08 Do we have the authority to make necessary changes, or will bureaucracy get in our way?
Let’s start with a basic question: are you or anyone on your project team able to make all relevant decisions, or are you depending on others?
Bureaucracy is the silent killer of successful projects. When partnering with an agency, the clash between their often agile, fast-paced work style and your company’s established processes can lead to frustration, delays, and even project failure. Getting the most out of the relationship and benefiting from their approach while adhering to your tried and tested processes will require a proactive approach.
Step 01
Before the project kicks off, you’ll have to clearly define the extent of your team’s decision-making power.
Ask yourself: Do we have the authority to make quick decisions, or do we need multiple levels of approval?

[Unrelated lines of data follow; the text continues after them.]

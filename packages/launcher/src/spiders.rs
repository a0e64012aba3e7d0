//! Spider discovery through the project's runner.
//!
//! The runner is launched as `<python> -m <runner> list` with `SCRAPY_PROJECT`
//! (and optionally `PYTHONPATH`) added to the inherited environment. Each line
//! of its standard output is one spider name.

use std::collections::HashMap;
use std::process::Stdio;
use std::sync::{Mutex, PoisonError};
use std::time::{Duration, Instant};

use tokio::process::Command;

use crate::{Config, LauncherError, PROJECT_ENV, PYTHONPATH_ENV};

/// Message used when a failed listing printed nothing.
pub const UNKNOWN_ERROR: &str = "unknown error";

/// Cache key: project and module search path.
type CacheKey = (String, Option<String>);

/// Runs the listing command and caches results per project and search path.
#[derive(Debug)]
pub struct SpiderLister {
    python: String,
    runner: String,
    timeout: Duration,
    cache: Mutex<HashMap<CacheKey, Vec<String>>>,
}

impl SpiderLister {
    pub fn new(python: impl Into<String>, runner: impl Into<String>) -> Self {
        Self {
            python: python.into(),
            runner: runner.into(),
            timeout: Duration::from_secs(crate::config::DEFAULT_LIST_TIMEOUT_SECS),
            cache: Mutex::new(HashMap::new()),
        }
    }

    pub fn from_config(config: &Config) -> Result<Self, LauncherError> {
        Ok(Self::new(config.python(), config.runner()).with_timeout(config.list_timeout()?))
    }

    /// Kill the listing command if it runs longer than `timeout`.
    pub fn with_timeout(mut self, timeout: Duration) -> Self {
        self.timeout = timeout;
        self
    }

    /// List the spiders of `project`.
    ///
    /// `runner` overrides the configured runner module; `pythonpath` is exported
    /// as `PYTHONPATH` when given.
    pub async fn list(
        &self,
        project: &str,
        runner: Option<&str>,
        pythonpath: Option<&str>,
    ) -> Result<Vec<String>, LauncherError> {
        let runner = runner.unwrap_or(&self.runner);

        let mut cmd = Command::new(&self.python);
        cmd.args(["-m", runner, "list"])
            .env(PROJECT_ENV, project)
            .stdin(Stdio::null())
            .stdout(Stdio::piped())
            .stderr(Stdio::piped())
            .kill_on_drop(true);
        if let Some(path) = pythonpath {
            cmd.env(PYTHONPATH_ENV, path);
        }

        tracing::debug!(project, runner, "Listing spiders");
        let start = Instant::now();
        let child = cmd.spawn()?;

        // On timeout the child is dropped with the future and killed.
        let output = match tokio::time::timeout(self.timeout, child.wait_with_output()).await {
            Ok(output) => output?,
            Err(_elapsed) => {
                let elapsed_ms = start.elapsed().as_millis() as u64;
                tracing::warn!(project, elapsed_ms, "Spider listing timed out");
                return Err(LauncherError::Timeout {
                    project: project.to_string(),
                    elapsed_ms,
                });
            }
        };

        let stdout = String::from_utf8_lossy(&output.stdout);
        if !output.status.success() {
            let stderr = String::from_utf8_lossy(&output.stderr);
            let message = failure_message(&stdout, &stderr);
            tracing::warn!(project, status = %output.status, "Spider listing failed: {}", message);
            return Err(LauncherError::SpiderList {
                project: project.to_string(),
                message,
            });
        }

        Ok(stdout.lines().map(str::to_string).collect())
    }

    /// List the spiders of `project`, reusing an earlier successful result.
    pub async fn cached(
        &self,
        project: &str,
        pythonpath: Option<&str>,
    ) -> Result<Vec<String>, LauncherError> {
        let key = (project.to_string(), pythonpath.map(str::to_string));
        if let Some(spiders) = self.lock_cache().get(&key) {
            return Ok(spiders.clone());
        }

        let spiders = self.list(project, None, pythonpath).await?;
        self.lock_cache().insert(key, spiders.clone());
        Ok(spiders)
    }

    /// Forget the cached spiders of `project` under every search path, e.g. after
    /// a new version is deployed.
    pub fn invalidate(&self, project: &str) {
        self.lock_cache().retain(|(cached, _), _| cached != project);
    }

    fn lock_cache(&self) -> std::sync::MutexGuard<'_, HashMap<CacheKey, Vec<String>>> {
        self.cache.lock().unwrap_or_else(PoisonError::into_inner)
    }
}

/// Pick the diagnostic for a failed listing: the last line of stderr, else the
/// last line of stdout, else [`UNKNOWN_ERROR`].
pub fn failure_message(stdout: &str, stderr: &str) -> String {
    [stderr, stdout]
        .into_iter()
        .find(|stream| !stream.is_empty())
        .and_then(|stream| stream.lines().last())
        .unwrap_or(UNKNOWN_ERROR)
        .to_string()
}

You might also want to discuss with your agency: What kinds of decisions typically need to be made quickly in projects like ours?
Step 02
Consider the types of decisions you’ll have to make throughout the project and try to categorize them (for example minor UI changes, feature prioritization, or budget allocation). Unless your team is very large, there’s no need to create a complex framework – just spending 30 minutes with pen and paper will help you down the road. For each decision, try to figure out who has the authority to make the final call.
Step 03
You might also want to try and set timeframes for different types of decisions. When will you need to have clarity for any given type of decision to avoid delays?
Step 04
Once you gain clarity on the types of decisions you’ll face and who will make them, it’ll be easier to foresee potential bottlenecks. Here a good agency should prove to be an invaluable resource, as they will have plenty of experience to draw on.

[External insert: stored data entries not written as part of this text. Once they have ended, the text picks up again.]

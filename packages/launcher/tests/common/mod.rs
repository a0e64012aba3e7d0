#![allow(dead_code)]

use std::io;
use std::path::{Path, PathBuf};
use std::sync::LazyLock;

use tokio::sync::{Mutex, MutexGuard};

use launcher::Config;

static TEST_LOCK: LazyLock<Mutex<()>> = LazyLock::new(|| Mutex::new(()));

/// Serialize tests that write executables and spawn processes.
pub async fn process_guard() -> MutexGuard<'static, ()> {
    TEST_LOCK.lock().await
}

/// Config using in-memory queues.
pub fn memory_config() -> Config {
    Config::default().with("queue_backend", "memory")
}

/// Create one entry per name in the packages directory under `root`.
pub fn deploy_packages(root: &Path, config: &Config, names: &[&str]) -> io::Result<()> {
    let eggs_dir = root.join(config.eggs_dir());
    std::fs::create_dir_all(&eggs_dir)?;
    for name in names {
        std::fs::create_dir_all(eggs_dir.join(name))?;
    }
    Ok(())
}

/// Write an executable shell script standing in for the Python interpreter.
///
/// It is invoked as `<script> -m <runner> list`.
#[cfg(unix)]
pub fn fake_python(dir: &Path, body: &str) -> io::Result<PathBuf> {
    use std::os::unix::fs::PermissionsExt;

    let path = dir.join("python");
    std::fs::write(&path, format!("#!/bin/sh\n{body}\n"))?;
    std::fs::set_permissions(&path, std::fs::Permissions::from_mode(0o755))?;
    Ok(path)
}
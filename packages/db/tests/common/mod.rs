use crawl_core::JobRequest;
use db::{DbError, QueueBackend, SpiderQueue};

pub async fn memory_queue(name: &str) -> Result<SpiderQueue, DbError> {
    SpiderQueue::open(format!("dbs/{name}.db"), QueueBackend::Memory).await
}

pub fn request(spider: &str) -> JobRequest {
    JobRequest::new("demo", spider)
}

Ask your agency: “Based on your experience, where do you foresee potential delays in our processes?”
Be honest about your company’s pain points: “Here’s where we typically get held up…”
Step 05
If you find yourself expecting significant delays throughout the process, you might want to consider setting up a fast-track process: Work with relevant departments (legal, IT, finance) to create streamlined approval processes for your project. Not every company and every department will be able to support such an approach, but you'll be surprised by how much support you’ll find around you regardless.
Step 06
Consider adding buffers. If something can go wrong, it almost certainly will. Adding buffers for your most important two resources – time and budget – might just make the difference between success and failure. Pro-tip: buffers work better the less people know about them.
Step 07
Consider dependencies outside of your project’s immediate scope. Is your team depending on the delivery of another project? Who’s deadlines will impact yours? Which integrations is your product depending on?
Step 08
Consider adding a “bureaucratic bouncer” to your team or taking up the role yourself. Assign a person to handle all communications with external parties who are not directly involved with the project (say, finance, management, the board of directors, …). The right “bouncer” can save your team countless hours of expensive meetings and enable them to focus on getting things done.
Step 09
Add a steering group. The need for oversight tends to grow with the size of an organization. By adding a steering committee with decision-making power between your project team and the rest of the company, you might be able to maintain the flexibility of a more agile setup while satisfying management and board. But beware: the makeup and expertise of your steering group matters. If you find yourself re-briefing the committee every few weeks on, say, the purpose of your project, you might face diminishing returns quickly. A good steering group should represent the right mix of substance matter expertise and decision making power. A great steering committee will even go as far as actively supporting the project by e.g. handling external communications and talking to other parts of the organization on your behalf.
Example
We put a lot of work into our status updates.
Our customer engagements usually last at least 3–6 months, often years, and span multiple projects. The folks paying our bills rightfully expect to be kept in the loop, even if the individuals don’t interact with our team on a daily basis. This is what status updates are for – weekly, bi-weekly, or monthly sessions designed to get everyone on the same page.
Especially when working with new customers, we make sure to not only give a dry update of where we are and maybe throw in a demo. Instead we try to tell a story that helps the audience understand how our joint team arrived at the conclusions it did. This story might discuss the data we have collected, the research we have conducted, or our process, but also the benchmark, cultural influences – the zeitgeist – that provides the backdrop for our work.
It’s usually time well spent.
Our take
Grace Hopper is famously quoted to have said “Ask forgiveness, not permission.”
We’re not suggesting that you should do whatever you want, but most large companies tend to optimize for processes and compliance rather than initiative. In the spirit of Grace Hopper’s words, we propose rather to do what you know is right, whether the greater organization around you is aware of it or not. Do what your team and your company needs to get done in order to succeed.
The visibility of the management and leadership layers in any large organization is often very limited. In turn, teams are often separated from the overarching vision by multiple layers of communication and oversight. Sometimes it requires smart, autonomous decisions to keep moving toward the agreed-upon goals with substantial velocity.